Não tardou muito para que Yuri percebesse que seus colegas o excluíam. Já quase não conversava com ninguém. Preferia sempre o isolamento. Passava horas olhando para o nada, como que buscando uma memória ou uma imagem de sua vila, perdida no fundo de sua mente, mas que lhe aliviava a saudade. As coisas começaram a se deteriorar. Os demais jornalistas diziam pelos cantos que Yuri era incompetente e inútil. A gota d´água foi quando o redator-chefe exigiu que ele criticasse a obra de um jovem poeta. Yuri considerava os poemas do artista belíssimos, mas, para seu superior, suas linhas eram “dúbias e escondiam um teor contrarrevolucionário”. Além disso, havia feito uma ode a Deus em um de seus escritos, ato reprovável que ia de encontro às ideologias ateístas da época. A farsa veio logo à tona, e Yuri descobriu tratar-se de um desafeto de seu redator-chefe e recusou-se a escrever a crítica em desfavor do poeta. Seu superior acusou-o de insubordinação, e ameaçou denunciá-lo à polícia política. A pena seria severa. Naqueles dias, a conduta do jornalista poderia ser interpretada como traição. Seu chefe tinha fortes ligações com o partido e o insurgente poderia ver-se diante de uma pena de trabalhos forçados. A notícia de sua recusa se espalhou pelo jornal como o fogo na palha seca. Um de seus colegas que morava próximo à sua casa, encharcado de vodca no bar local, tratou de espalhar as novas sobre a conduta do colega “subversivo”. Yuri já era apontado como um inimigo do povo, além de ser casado com uma “surda-muda retardada”. A podridão parecia não cessar.

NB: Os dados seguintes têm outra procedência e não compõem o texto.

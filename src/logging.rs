//! Tracing setup: an ANSI console layer plus a plain-text per-run log file.

use std::fs::{self, File, OpenOptions};
use std::io::{self, Write};
use std::path::Path;
use std::sync::{Arc, Mutex, MutexGuard};

use tracing_subscriber::fmt::MakeWriter;
use tracing_subscriber::prelude::*;
use tracing_subscriber::util::TryInitError;
use tracing_subscriber::{fmt, EnvFilter};

/// A log file that can be attached after the subscriber is installed.
///
/// Writes are discarded until [`attach`](LogFile::attach) is called, so the
/// run directory can be created once settings are known.
#[derive(Debug, Clone, Default)]
pub struct LogFile {
    slot: Arc<Mutex<Option<File>>>,
}

impl LogFile {
    pub fn new() -> Self {
        Self::default()
    }

    /// Opens `path` in append mode and routes subsequent log lines to it.
    pub fn attach(&self, path: &Path) -> io::Result<()> {
        if let Some(parent) = path.parent() {
            fs::create_dir_all(parent)?;
        }
        let file = OpenOptions::new().create(true).append(true).open(path)?;
        *self.lock() = Some(file);
        Ok(())
    }

    pub fn is_attached(&self) -> bool {
        self.lock().is_some()
    }

    fn lock(&self) -> MutexGuard<'_, Option<File>> {
        self.slot.lock().unwrap_or_else(|poisoned| poisoned.into_inner())
    }
}

/// Writer handed out per event by [`LogFile`].
pub struct LogFileWriter {
    slot: Arc<Mutex<Option<File>>>,
}

impl Write for LogFileWriter {
    fn write(&mut self, buf: &[u8]) -> io::Result<usize> {
        let mut slot = self.slot.lock().unwrap_or_else(|poisoned| poisoned.into_inner());
        match slot.as_mut() {
            Some(file) => file.write(buf),
            None => Ok(buf.len()),
        }
    }

    fn flush(&mut self) -> io::Result<()> {
        let mut slot = self.slot.lock().unwrap_or_else(|poisoned| poisoned.into_inner());
        match slot.as_mut() {
            Some(file) => file.flush(),
            None => Ok(()),
        }
    }
}

impl<'a> MakeWriter<'a> for LogFile {
    type Writer = LogFileWriter;

    fn make_writer(&'a self) -> Self::Writer {
        LogFileWriter {
            slot: self.slot.clone(),
        }
    }
}

/// Builds the filter: `RUST_LOG` wins, otherwise `level`.
pub fn env_filter(level: &str) -> EnvFilter {
    EnvFilter::try_from_default_env()
        .or_else(|_| EnvFilter::try_new(level))
        .unwrap_or_else(|_| EnvFilter::new("info"))
}

/// Installs the global subscriber and returns the file slot for the run log.
pub fn init(level: &str) -> Result<LogFile, TryInitError> {
    let log_file = LogFile::new();

    let console = fmt::layer().with_target(false).with_thread_names(true);
    let file = fmt::layer()
        .with_ansi(false)
        .with_target(false)
        .with_thread_names(true)
        .with_writer(log_file.clone());

    tracing_subscriber::registry()
        .with(env_filter(level))
        .with(console)
        .with(file)
        .try_init()?;

    Ok(log_file)
}
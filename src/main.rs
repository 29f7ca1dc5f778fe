//! EVM Vanity Address Generator CLI
//!
//! Usage:
//!   wallet-vanity generate                      # raw keys against configs/patterns.yaml
//!   wallet-vanity generate mnemonic -n 10       # 10 accounts per seed phrase
//!   wallet-vanity generate --encrypt -t 3600    # keystores, stop after an hour
//!   wallet-vanity encrypt -i inputs/encrypt/privates.txt
//!   wallet-vanity decrypt -i inputs/decrypt

use std::sync::Arc;
use std::time::Duration;

use anyhow::{bail, Context, Result};
use clap::Parser;

use wallet_vanity::batch;
use wallet_vanity::config::{Command, DecryptArgs, EncryptArgs, GenerateArgs, SourceKind};
use wallet_vanity::crypto::ScryptParams;
use wallet_vanity::logging::{self, LogFile};
use wallet_vanity::matcher::{Rule, RuleKind};
use wallet_vanity::pipeline::{KeystoreSealer, Redactor, TracingConsole};
use wallet_vanity::run::{format_number, human_duration};
use wallet_vanity::worker::CandidateSource;
use wallet_vanity::{
    AppSettings, CancelReason, CancelToken, Cli, FileStore, PrivateKeySource, RecordFormat,
    RuleSet, RunController, RunDir, RunOptions, SeedPhraseSource,
};

fn main() -> Result<()> {
    let cli = Cli::parse();

    let mut settings = AppSettings::load(&cli.global.app_config)?;
    settings.apply(&cli.global);

    let log_file = logging::init(&settings.log_level).context("failed to install logger")?;

    match cli.command {
        Command::Generate(args) => generate(&settings, &log_file, &args),
        Command::Encrypt(args) => encrypt(&settings, &log_file, &args),
        Command::Decrypt(args) => decrypt(&settings, &log_file, &args),
    }
}

fn generate(settings: &AppSettings, log_file: &LogFile, args: &GenerateArgs) -> Result<()> {
    args.validate()?;
    let rules = RuleSet::load(&args.patterns)?;

    let keystore = args.keystore_usage();
    let run_dir = open_run_dir(settings, args.source.module(), keystore, log_file)?;
    run_dir
        .write_hint(args.hint.as_deref())
        .context("failed to write password hint")?;

    let (source, format): (Arc<dyn CandidateSource>, RecordFormat) = match args.source {
        SourceKind::Private if keystore => (Arc::new(PrivateKeySource), RecordFormat::Keystore),
        SourceKind::Private => (Arc::new(PrivateKeySource), RecordFormat::RawJson),
        SourceKind::Mnemonic => (
            Arc::new(SeedPhraseSource::new(
                args.strength_bits(),
                args.derive,
                &args.passphrase,
            )),
            RecordFormat::SeedLine,
        ),
    };

    let mut options = RunOptions::new(settings.worker_count());
    options.report_interval = args
        .report_interval
        .map(|secs| Duration::from_secs(secs.max(1)))
        .unwrap_or_else(|| settings.report_interval());
    options.deadline = args.deadline();
    if keystore {
        let password = args.keystore_password.clone().unwrap_or_default();
        options.sealer = Some(KeystoreSealer::new(password, args.scrypt_params()));
    }

    tracing::info!(
        module = args.source.module(),
        workers = options.workers,
        keystore,
        out = %run_dir.path().display(),
        symmetric = rules.count(RuleKind::Symmetric),
        specific = rules.count(RuleKind::Specific),
        edges = rules.count(RuleKind::Edges),
        regexp = rules.count(RuleKind::Regexp),
        has_final = rules.has_final(),
        "starting search"
    );
    if args.source == SourceKind::Mnemonic {
        tracing::info!(words = args.words, derive = args.derive, "seed phrase mode");
    }
    let alphabet = rules.alphabet_size();
    for rule in rules.rules() {
        if let Rule::Specific(specific) = rule {
            tracing::debug!(
                index = specific.index,
                difficulty = %format_number(specific.estimated_difficulty(alphabet)),
                "specific rule"
            );
        }
    }

    let controller = RunController::new(
        Arc::new(rules),
        source,
        Box::new(FileStore::new(run_dir.path(), format)),
        Arc::new(TracingConsole),
        Redactor::new(settings.hide_secrets_in_console),
        options,
    );
    install_interrupt(controller.cancel_token())?;

    let stats = controller.run()?;

    tracing::info!(
        attempts = %format_number(stats.attempts),
        matches = stats.matches,
        persisted = stats.persisted,
        failed_writes = stats.failed_writes,
        errors = stats.errors,
        elapsed = %human_duration(stats.elapsed),
        rate = %format!("{}/s", format_number(stats.rate() as u64)),
        reason = %stats.reason,
        "search finished"
    );
    Ok(())
}

fn encrypt(settings: &AppSettings, log_file: &LogFile, args: &EncryptArgs) -> Result<()> {
    if args.password.is_empty() {
        bail!("keystore password must not be empty");
    }
    let run_dir = open_run_dir(settings, "encrypt", false, log_file)?;
    run_dir
        .write_hint(args.hint.as_deref())
        .context("failed to write password hint")?;

    let cancel = CancelToken::new();
    install_interrupt(cancel.clone())?;

    let params = if args.light_kdf {
        ScryptParams::LIGHT
    } else {
        ScryptParams::STANDARD
    };
    batch::encrypt_privates(
        &args.input,
        run_dir.path(),
        &args.password,
        params,
        &Redactor::new(settings.hide_secrets_in_console),
        &cancel,
    )?;
    Ok(())
}

fn decrypt(settings: &AppSettings, log_file: &LogFile, args: &DecryptArgs) -> Result<()> {
    let run_dir = open_run_dir(settings, "decrypt", false, log_file)?;

    let cancel = CancelToken::new();
    install_interrupt(cancel.clone())?;

    batch::decrypt_keystores(
        &args.input,
        run_dir.path(),
        &args.password,
        &Redactor::new(settings.hide_secrets_in_console),
        &cancel,
    )?;
    Ok(())
}

fn open_run_dir(
    settings: &AppSettings,
    module: &str,
    keystore: bool,
    log_file: &LogFile,
) -> Result<RunDir> {
    let run_dir = RunDir::create(&settings.logs_dir, module, keystore)
        .with_context(|| format!("failed to create run directory under {}", settings.logs_dir.display()))?;
    log_file
        .attach(&run_dir.log_file())
        .context("failed to open app.log")?;
    Ok(run_dir)
}

fn install_interrupt(token: CancelToken) -> Result<()> {
    ctrlc::set_handler(move || {
        if token.cancel(CancelReason::Interrupted) {
            tracing::warn!("interrupt received, shutting down");
        }
    })
    .context("failed to set Ctrl-C handler")
}
//! BIP-39 seed phrases and BIP-32 account derivation.
//!
//! Accounts follow the standard EVM path `m/44'/60'/0'/0/i`. The parent node
//! `m/44'/60'/0'/0` is derived once per phrase; each account index then costs
//! a single non-hardened child derivation.

use bip39::Mnemonic;
use hmac::{Hmac, Mac};
use rand::RngCore;
use secp256k1::{PublicKey, Scalar, SecretKey, SECP256K1};
use sha2::Sha512;

use super::{CryptoError, Keypair};

type HmacSha512 = Hmac<Sha512>;

/// Entropy strength producing a 12-word phrase.
pub const DEFAULT_STRENGTH: usize = 128;

/// Accounts derived per phrase unless configured otherwise.
pub const DEFAULT_DERIVE_COUNT: u32 = 5;

/// Parent path of every derived account.
pub const ACCOUNT_PATH: &str = "m/44'/60'/0'/0";

const HARDENED: u32 = 0x8000_0000;

/// Generates a fresh English mnemonic from `strength_bits` of entropy.
///
/// Valid strengths are 128, 160, 192, 224 and 256 bits (12 to 24 words).
pub fn generate_mnemonic(strength_bits: usize) -> Result<Mnemonic, CryptoError> {
    if !(128..=256).contains(&strength_bits) || strength_bits % 32 != 0 {
        return Err(CryptoError::InvalidStrength(strength_bits));
    }

    let mut buf = [0u8; 32];
    let entropy = &mut buf[..strength_bits / 8];
    rand::thread_rng()
        .try_fill_bytes(entropy)
        .map_err(|e| CryptoError::Randomness(e.to_string()))?;

    Mnemonic::from_entropy(entropy).map_err(|e| CryptoError::Mnemonic(e.to_string()))
}

/// Parses an English mnemonic phrase.
pub fn parse_mnemonic(phrase: &str) -> Result<Mnemonic, CryptoError> {
    Mnemonic::parse_normalized(phrase.trim()).map_err(|e| CryptoError::Mnemonic(e.to_string()))
}

/// One account derived from a seed phrase.
#[derive(Debug, Clone)]
pub struct DerivedAccount {
    /// Last path component
    pub index: u32,
    /// Full derivation path, e.g. `m/44'/60'/0'/0/3`
    pub path: String,
    /// Derived keypair
    pub keypair: Keypair,
}

/// Extended private key (BIP-32 node).
#[derive(Clone, Copy)]
struct ExtendedKey {
    secret: SecretKey,
    chain_code: [u8; 32],
}

impl ExtendedKey {
    fn master(seed: &[u8]) -> Result<Self, CryptoError> {
        let (left, right) = hmac_split(b"Bitcoin seed", &[seed])?;
        let secret = SecretKey::from_slice(&left)
            .map_err(|e| CryptoError::Derivation(format!("master key: {}", e)))?;
        Ok(Self {
            secret,
            chain_code: right,
        })
    }

    fn child(&self, index: u32) -> Result<Self, CryptoError> {
        let (left, right) = if index & HARDENED != 0 {
            let secret = self.secret.secret_bytes();
            hmac_split(&self.chain_code, &[&[0u8], &secret, &index.to_be_bytes()])?
        } else {
            let public = PublicKey::from_secret_key(SECP256K1, &self.secret).serialize();
            hmac_split(&self.chain_code, &[&public, &index.to_be_bytes()])?
        };

        let tweak = Scalar::from_be_bytes(left)
            .map_err(|_| CryptoError::Derivation(format!("child {}: tweak out of range", index)))?;
        let secret = self
            .secret
            .add_tweak(&tweak)
            .map_err(|e| CryptoError::Derivation(format!("child {}: {}", index, e)))?;

        Ok(Self {
            secret,
            chain_code: right,
        })
    }
}

fn hmac_split(key: &[u8], parts: &[&[u8]]) -> Result<([u8; 32], [u8; 32]), CryptoError> {
    let mut mac =
        HmacSha512::new_from_slice(key).map_err(|e| CryptoError::Derivation(e.to_string()))?;
    for part in parts {
        mac.update(part);
    }
    let out = mac.finalize().into_bytes();

    let mut left = [0u8; 32];
    let mut right = [0u8; 32];
    left.copy_from_slice(&out[..32]);
    right.copy_from_slice(&out[32..]);
    Ok((left, right))
}

/// The `m/44'/60'/0'/0` node of one seed phrase, ready to hand out accounts.
pub struct SeedWallet {
    parent: ExtendedKey,
}

impl SeedWallet {
    /// Stretches the phrase into a seed and walks down to the account parent node.
    pub fn new(mnemonic: &Mnemonic, passphrase: &str) -> Result<Self, CryptoError> {
        let seed = mnemonic.to_seed_normalized(passphrase);
        let mut node = ExtendedKey::master(&seed)?;
        for index in [44 | HARDENED, 60 | HARDENED, HARDENED, 0] {
            node = node.child(index)?;
        }
        Ok(Self { parent: node })
    }

    /// Derives the account at `m/44'/60'/0'/0/index`.
    pub fn derive(&self, index: u32) -> Result<DerivedAccount, CryptoError> {
        if index & HARDENED != 0 {
            return Err(CryptoError::Derivation(format!(
                "account index {} out of range",
                index
            )));
        }
        let node = self.parent.child(index)?;
        Ok(DerivedAccount {
            index,
            path: format!("{}/{}", ACCOUNT_PATH, index),
            keypair: Keypair::from_secp(&node.secret),
        })
    }
}

/// Derives the first `count` accounts of a phrase, in index order.
pub fn derive_seed_accounts(
    mnemonic: &Mnemonic,
    passphrase: &str,
    count: u32,
) -> Result<Vec<DerivedAccount>, CryptoError> {
    let wallet = SeedWallet::new(mnemonic, passphrase)?;
    (0..count).map(|index| wallet.derive(index)).collect()
}

#[cfg(test)]
mod tests {
    use super::*;

    const ABANDON: &str = "abandon abandon abandon abandon abandon abandon \
                           abandon abandon abandon abandon abandon about";

    #[test]
    fn test_known_vector() {
        let mnemonic = parse_mnemonic(ABANDON).unwrap();
        let accounts = derive_seed_accounts(&mnemonic, "", 1).unwrap();

        assert_eq!(accounts[0].path, "m/44'/60'/0'/0/0");
        assert_eq!(
            accounts[0].keypair.address().to_hex(),
            "9858effd232b4033e47d90003d41ec34ecaeda94"
        );
    }

    #[test]
    fn test_accounts_are_ordered_and_distinct() {
        let mnemonic = parse_mnemonic(ABANDON).unwrap();
        let accounts = derive_seed_accounts(&mnemonic, "", DEFAULT_DERIVE_COUNT).unwrap();

        assert_eq!(accounts.len(), 5);
        for (i, account) in accounts.iter().enumerate() {
            assert_eq!(account.index, i as u32);
            assert!(account.path.ends_with(&format!("/{}", i)));
        }
        assert_ne!(accounts[0].keypair.address(), accounts[1].keypair.address());
    }

    #[test]
    fn test_passphrase_changes_accounts() {
        let mnemonic = parse_mnemonic(ABANDON).unwrap();
        let plain = SeedWallet::new(&mnemonic, "").unwrap().derive(0).unwrap();
        let salted = SeedWallet::new(&mnemonic, "TREZOR").unwrap().derive(0).unwrap();
        assert_ne!(plain.keypair.address(), salted.keypair.address());
    }

    #[test]
    fn test_word_counts() {
        assert_eq!(generate_mnemonic(DEFAULT_STRENGTH).unwrap().word_count(), 12);
        assert_eq!(generate_mnemonic(256).unwrap().word_count(), 24);
        assert!(generate_mnemonic(100).is_err());
        assert!(generate_mnemonic(512).is_err());
    }

    #[test]
    fn test_invalid_phrase_rejected() {
        assert!(parse_mnemonic("abandon abandon").is_err());
    }
}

Um dia, ao chegar em casa, o jornalista encontrou Alina sentada em um canto, chorando copiosamente. Ela tinha ido ao centro da cidade com o bebê. Queria ir ao jornal e fazer uma visita surpresa ao esposo. Era a primeira vez que arriscava uma viagem tão longe. Para ela, Moscou era um mundo desconhecido. No meio do caminho, sentiu-se tonta com o som ensurdecedor das ruas: buzinas dos carros, sinos dos bondes, os sinais de trânsito, as risadas embriagadas dos bares. As gritarias transbordavam das janelas como pus saído de abscessos, quase sempre em tons de brigas, e deixavam a jovem enojada. Ela não entendia o que as vozes diziam, mas sabia tratar-se de mágoas e sofrimentos. Os sons se mesclavam e se desdobravam em ruídos diferentes, cada vez mais perturbadores. Alina ficou tonta. Sentando-se na calçada, deixou o bebê ao seu lado e levou as mãos aos ouvidos. Foi confundida pelos policiais que faziam a ronda com uma pedinte profissional. Pior ainda: uma mendicante que usava um bebê como ardil para comover suas vítimas e conseguir esmolas mais generosas. A mulher assustada não tinha consigo sua lousa. Ao sair de casa naquela manhã, estava tão ansiosa, que acabou por esquecer sua pequena tábua em casa. A muito custo conseguiu um pedaço de papel e um lápis. Escreveu, com mãos trêmulas, explicando que não falava e nem ouvia – preferia mentir que era surda a explicar sua insólita história – e disse estar a caminho do trabalho de seu esposo, mas que acabara passando mal.
A fim de certificar-se de que não se tratava de uma andarilha de rua inventando um conto de fadas, os policiais levaram-na de volta para casa no carro de polícia. Para sua desgraça, os vizinhos presenciaram a cena.
No dia seguinte, Alina ganhara mais um adjetivo carinhoso em sua longa lista. Além de “surda-muda” e “retardada”, ela agora era uma “salafrária”. As versões eram as mais variadas: alguns disseram que ela havia sido flagrada se oferecendo nas calçadas do centro, trocando carícias por um gole de vodca. Outros diziam que foi presa aplicando golpes e batendo carteiras.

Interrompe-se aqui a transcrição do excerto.